Supplied information Start Marker
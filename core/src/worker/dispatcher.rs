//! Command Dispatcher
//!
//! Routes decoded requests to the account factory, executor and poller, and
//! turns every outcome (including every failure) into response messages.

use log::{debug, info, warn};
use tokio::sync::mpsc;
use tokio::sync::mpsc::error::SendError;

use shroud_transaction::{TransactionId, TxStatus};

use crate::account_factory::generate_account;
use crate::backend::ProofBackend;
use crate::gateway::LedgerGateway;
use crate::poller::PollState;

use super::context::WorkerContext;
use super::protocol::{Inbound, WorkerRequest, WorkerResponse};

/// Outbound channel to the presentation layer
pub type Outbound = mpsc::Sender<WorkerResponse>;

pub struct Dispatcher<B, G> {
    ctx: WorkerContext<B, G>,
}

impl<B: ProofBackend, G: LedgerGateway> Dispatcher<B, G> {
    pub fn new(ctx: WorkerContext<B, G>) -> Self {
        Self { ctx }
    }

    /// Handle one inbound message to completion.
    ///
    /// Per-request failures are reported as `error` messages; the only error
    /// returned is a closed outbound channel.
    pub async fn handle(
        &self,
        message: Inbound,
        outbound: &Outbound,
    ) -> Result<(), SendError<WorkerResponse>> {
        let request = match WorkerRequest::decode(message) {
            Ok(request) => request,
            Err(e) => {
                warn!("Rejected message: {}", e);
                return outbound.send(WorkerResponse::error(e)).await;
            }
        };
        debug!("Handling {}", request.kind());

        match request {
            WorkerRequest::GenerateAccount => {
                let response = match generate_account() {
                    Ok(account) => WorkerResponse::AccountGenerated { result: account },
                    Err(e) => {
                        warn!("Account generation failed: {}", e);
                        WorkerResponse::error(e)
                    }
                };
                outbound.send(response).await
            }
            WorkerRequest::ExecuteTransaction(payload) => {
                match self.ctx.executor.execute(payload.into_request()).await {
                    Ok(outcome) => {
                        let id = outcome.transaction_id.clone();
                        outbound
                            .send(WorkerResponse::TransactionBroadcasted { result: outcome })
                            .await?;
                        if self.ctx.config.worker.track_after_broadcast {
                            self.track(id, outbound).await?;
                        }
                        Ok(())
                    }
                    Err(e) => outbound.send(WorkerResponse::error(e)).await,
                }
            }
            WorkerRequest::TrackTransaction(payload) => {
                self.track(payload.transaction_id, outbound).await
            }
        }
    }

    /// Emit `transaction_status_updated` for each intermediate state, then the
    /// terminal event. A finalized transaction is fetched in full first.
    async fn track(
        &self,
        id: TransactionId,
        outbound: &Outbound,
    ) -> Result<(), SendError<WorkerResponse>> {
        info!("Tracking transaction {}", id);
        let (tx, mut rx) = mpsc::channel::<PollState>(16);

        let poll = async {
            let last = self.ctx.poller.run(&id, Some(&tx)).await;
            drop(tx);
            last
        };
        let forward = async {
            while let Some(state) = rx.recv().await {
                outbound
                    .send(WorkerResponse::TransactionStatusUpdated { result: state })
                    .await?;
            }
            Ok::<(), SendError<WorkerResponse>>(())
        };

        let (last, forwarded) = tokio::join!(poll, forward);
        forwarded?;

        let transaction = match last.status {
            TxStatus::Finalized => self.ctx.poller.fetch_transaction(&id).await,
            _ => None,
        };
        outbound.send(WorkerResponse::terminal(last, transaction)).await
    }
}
Supplied information End Marker
Supplied information Start Marker
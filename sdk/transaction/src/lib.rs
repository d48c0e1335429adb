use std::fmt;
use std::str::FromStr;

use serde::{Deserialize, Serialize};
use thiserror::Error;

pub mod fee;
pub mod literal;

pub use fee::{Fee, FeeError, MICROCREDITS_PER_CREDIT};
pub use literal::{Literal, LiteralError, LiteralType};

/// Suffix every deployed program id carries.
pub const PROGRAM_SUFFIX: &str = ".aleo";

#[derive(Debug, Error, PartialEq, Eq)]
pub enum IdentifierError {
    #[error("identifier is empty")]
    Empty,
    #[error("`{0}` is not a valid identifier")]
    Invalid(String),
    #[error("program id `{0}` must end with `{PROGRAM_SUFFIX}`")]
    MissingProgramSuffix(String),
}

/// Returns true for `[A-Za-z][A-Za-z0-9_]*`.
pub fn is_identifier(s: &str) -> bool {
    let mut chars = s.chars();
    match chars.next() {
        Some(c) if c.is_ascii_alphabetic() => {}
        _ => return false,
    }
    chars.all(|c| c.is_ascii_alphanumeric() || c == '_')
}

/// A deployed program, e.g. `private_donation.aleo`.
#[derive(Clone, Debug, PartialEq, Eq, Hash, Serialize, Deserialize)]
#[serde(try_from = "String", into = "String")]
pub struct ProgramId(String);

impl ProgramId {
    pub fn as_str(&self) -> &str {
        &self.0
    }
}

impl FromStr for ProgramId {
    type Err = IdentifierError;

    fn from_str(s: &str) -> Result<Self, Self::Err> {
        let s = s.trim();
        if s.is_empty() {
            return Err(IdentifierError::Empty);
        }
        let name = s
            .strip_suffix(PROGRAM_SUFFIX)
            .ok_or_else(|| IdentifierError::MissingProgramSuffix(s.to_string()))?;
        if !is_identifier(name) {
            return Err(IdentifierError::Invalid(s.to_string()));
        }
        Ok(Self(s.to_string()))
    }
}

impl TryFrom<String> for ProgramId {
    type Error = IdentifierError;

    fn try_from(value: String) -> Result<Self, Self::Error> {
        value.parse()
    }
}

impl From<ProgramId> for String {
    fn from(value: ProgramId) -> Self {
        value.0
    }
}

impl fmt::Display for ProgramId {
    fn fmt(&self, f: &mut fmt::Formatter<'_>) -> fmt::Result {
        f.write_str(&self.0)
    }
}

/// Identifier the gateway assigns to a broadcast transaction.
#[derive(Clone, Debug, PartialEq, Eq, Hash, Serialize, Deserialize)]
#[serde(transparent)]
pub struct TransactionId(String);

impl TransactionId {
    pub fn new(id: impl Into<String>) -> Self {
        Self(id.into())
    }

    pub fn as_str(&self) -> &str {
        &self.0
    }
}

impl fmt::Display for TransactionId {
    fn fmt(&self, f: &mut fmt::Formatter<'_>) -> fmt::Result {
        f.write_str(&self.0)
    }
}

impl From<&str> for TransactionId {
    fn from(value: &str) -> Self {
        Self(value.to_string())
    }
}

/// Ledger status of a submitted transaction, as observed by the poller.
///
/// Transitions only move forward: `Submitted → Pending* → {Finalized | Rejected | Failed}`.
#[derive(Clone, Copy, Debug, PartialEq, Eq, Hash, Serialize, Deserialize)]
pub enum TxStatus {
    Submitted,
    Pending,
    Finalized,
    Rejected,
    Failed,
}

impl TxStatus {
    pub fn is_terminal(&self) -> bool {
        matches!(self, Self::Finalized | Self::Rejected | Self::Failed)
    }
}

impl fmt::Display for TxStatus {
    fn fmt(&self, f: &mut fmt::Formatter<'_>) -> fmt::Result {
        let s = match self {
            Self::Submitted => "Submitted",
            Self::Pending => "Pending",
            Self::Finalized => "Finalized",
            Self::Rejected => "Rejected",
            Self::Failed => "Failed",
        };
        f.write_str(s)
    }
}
Supplied information End Marker
Would you please copy exactly the part of the entries above that begins at the line containing "pub mod literal;" and ends at the line containing "pub fn is_identifier(s: &str)", both lines included?

pub mod literal;

pub use fee::{Fee, FeeError, MICROCREDITS_PER_CREDIT};
pub use literal::{Literal, LiteralError, LiteralType};

/// Suffix every deployed program id carries.
pub const PROGRAM_SUFFIX: &str = ".aleo";

#[derive(Debug, Error, PartialEq, Eq)]
pub enum IdentifierError {
    #[error("identifier is empty")]
    Empty,
    #[error("`{0}` is not a valid identifier")]
    Invalid(String),
    #[error("program id `{0}` must end with `{PROGRAM_SUFFIX}`")]
    MissingProgramSuffix(String),
}

/// Returns true for `[A-Za-z][A-Za-z0-9_]*`.
pub fn is_identifier(s: &str) -> bool {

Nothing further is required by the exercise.